Foreigner - A Rich Homeless

Home Top Ad

A rich homeless

Post Top Ad

A RICH HOMELESS

domingo, 10 de fevereiro de 2019

Foreigner

Foreigner. 

By definition: a person from outside one's community.

By experience: Something really more than that.

This kind of feeling you can start to have when you're one.

Like leaving from your comfort zone in the country that we were born and face different cultures, people, languages, traditions and way of thinking.

There are so many things that I've learned as being a foreigner. Leaving from my culture, people, language, traditions and way of thinking and face a different reality. Different ones in fact.

Passing by the United States, Luxembourg, Spain and now in Germany I could learn so many things from these different countries and meeting people from other ones being travelers or foreigners made me understand other aspects as well.

The feeling of being in other countries was different from one to another, not necessarily just because the culture was different, but also about how was my process of integration in those. How I felt part of the local society or not. It worked mainly in Spain and Germany, where locals and foreigners are part cycle of connections. Something completely different in what happened in the USA and Luxembourg, where most of my contacts were foreigners like me.
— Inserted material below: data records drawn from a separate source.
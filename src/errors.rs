//! Unified application error type.
//! All modules (api, db, core, cli, utils) return AppError to keep the error
//! handling consistent: every failure ends up as one message at the command
//! boundary.

use std::io;
use thiserror::Error;

#[derive(Error, Debug)]
pub enum AppError {
    // ---------------------------
    // IO / storage
    // ---------------------------
    #[error("I/O error: {0}")]
    Io(#[from] io::Error),

    #[error("Local store error: {0}")]
    Db(#[from] rusqlite::Error),

    #[error("Invalid JSON data: {0}")]
    Json(#[from] serde_json::Error),

    // ---------------------------
    // Authentication
    // ---------------------------
    #[error("You are not logged in. Run `rtimeclock login` first.")]
    NotLoggedIn,

    #[error("Your session has expired. Please log in again.")]
    SessionExpired,

    #[error("Unauthorized: {0}")]
    Unauthorized(String),

    #[error("{0}")]
    Forbidden(String),

    #[error("Invalid credentials: {0}")]
    InvalidCredentials(String),

    // ---------------------------
    // Remote API
    // ---------------------------
    #[error("Could not connect to the server: {0}")]
    Transport(String),

    #[error("Server error ({status}): {message}")]
    Api { status: u16, message: String },

    #[error("Unexpected server response: {0}")]
    BadResponse(String),

    // ---------------------------
    // Device / permissions
    // ---------------------------
    #[error("Location unavailable: {0}")]
    LocationUnavailable(String),

    #[error("Invalid coordinates: {0}")]
    InvalidCoordinates(String),

    // ---------------------------
    // Parsing errors
    // ---------------------------
    #[error("Invalid date format: {0}")]
    InvalidDate(String),

    #[error("Invalid timezone: {0}")]
    InvalidTimezone(String),

    // ---------------------------
    // Logic errors
    // ---------------------------
    #[error("Inconsistent attendance record: {0}")]
    InvalidRecord(String),

    #[error("{0}")]
    InvalidTransition(String),

    #[error("No attendance record for today")]
    NoRecordForToday,

    #[error("Cannot show records in the future (period starts {0})")]
    FutureRange(String),

    // ---------------------------
    // Config errors
    // ---------------------------
    #[error("Configuration error: {0}")]
    Config(String),

    #[error("Failed to load configuration")]
    ConfigLoad,

    // ---------------------------
    // Generic fallback
    // ---------------------------
    #[error("Internal error: {0}")]
    Other(String),
}

impl AppError {
    /// Errors that must wipe the local session (redirect to login).
    pub fn is_auth(&self) -> bool {
        matches!(self, AppError::Unauthorized(_) | AppError::SessionExpired)
    }
}

impl From<serde_yaml::Error> for AppError {
    fn from(e: serde_yaml::Error) -> Self {
        AppError::Config(e.to_string())
    }
}

pub type AppResult<T> = Result<T, AppError>;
There I could really feel that I wasn't from there, not being integrated in the local society, where you were people living there, but we were belong from there.  This kind of feeling of exclusion just reduce my feeling of enjoying that place as much as I could, but create a strong feeling to always explore around, not being fixed in the same place for too long. My time in the USA in Luxembourg were the time that I most traveled in my life. I can remember that in the USA, my Brazilian community was the main part of my journey, we were a family hunting for discover what was around. In Luxembourg I was spending almost every weekend somewhere else, like France and Belgium or having crazy trips to see as much as I could, once I wasn't feeling like to spend that much time in the place that I was living. It's kind of sad, but my experience in Luxembourg was really good, my first year living in Europe and exploring and experiencing all the "new" that was connecting me with people that I met and places that I visited, even not being in Luxembourg. This "Home" was the place that I always could come back after intense experiences.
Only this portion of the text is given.